■ **Task objective**
Could you set down every entry below exactly as it is?

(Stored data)
* * * *

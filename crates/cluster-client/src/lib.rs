//! Kubernetes Cluster Client
//!
//! The narrow set of Kubernetes API operations the deployer needs:
//! Deployment and Service CRUD, label-selector pod listing, and pod log
//! streaming, all scoped to one namespace per call.
//!
//! # Example
//!
//! ```no_run
//! use cluster_client::{ClientConfig, ClusterClientTrait, KubeClusterClient};
//!
//! # async fn example() -> Result<(), Box<dyn std::error::Error>> {
//! // Infer configuration (in-cluster, KUBECONFIG, ~/.kube/config)
//! let client = KubeClusterClient::connect(&ClientConfig::default()).await?;
//!
//! // List the pods of a workload
//! let pods = client.list_pods("default", "app=web").await?;
//! println!("{} pods", pods.len());
//! # Ok(())
//! # }
//! ```
//!
//! # Features
//!
//! - **test-util**: enables [`MockClusterClient`], an in-memory implementation
//!   of [`ClusterClientTrait`] for unit tests

pub mod client;
#[path = "trait.rs"]
pub mod cluster_trait;
pub mod error;
#[cfg(feature = "test-util")]
pub mod mock;
pub mod types;

pub use client::KubeClusterClient;
pub use cluster_trait::ClusterClientTrait;
pub use error::ClusterError;
#[cfg(feature = "test-util")]
pub use mock::{MockCall, MockClusterClient};
pub use types::{ClientConfig, LogOptions, LogStream};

* * * *

■ **Result**
filename crates/cluster-client/src/lib.rs
//! Kubernetes Cluster Client
//!
//! The narrow set of Kubernetes API operations the deployer needs:
//! Deployment and Service CRUD, label-selector pod listing, and pod log
//! streaming, all scoped to one namespace per call.
//!
//! # Example
//!
//! ```no_run
//! use cluster_client::{ClientConfig, ClusterClientTrait, KubeClusterClient};
//!
//! # async fn example() -> Result<(), Box<dyn std::error::Error>> {
//! // Infer configuration (in-cluster, KUBECONFIG, ~/.kube/config)
//! let client = KubeClusterClient::connect(&ClientConfig::default()).await?;
//!
//! // List the pods of a workload
//! let pods = client.list_pods("default", "app=web").await?;
//! println!("{} pods", pods.len());
//! # Ok(())
//! # }
//! ```
//!
//! # Features
//!
//! - **test-util**: enables [`MockClusterClient`], an in-memory implementation
//!   of [`ClusterClientTrait`] for unit tests

pub mod client;
#[path = "trait.rs"]
pub mod cluster_trait;
pub mod error;
#[cfg(feature = "test-util")]
pub mod mock;
pub mod types;

pub use client::KubeClusterClient;
pub use cluster_trait::ClusterClientTrait;
pub use error::ClusterError;
#[cfg(feature = "test-util")]
pub use mock::{MockCall, MockClusterClient};
pub use types::{ClientConfig, LogOptions, LogStream};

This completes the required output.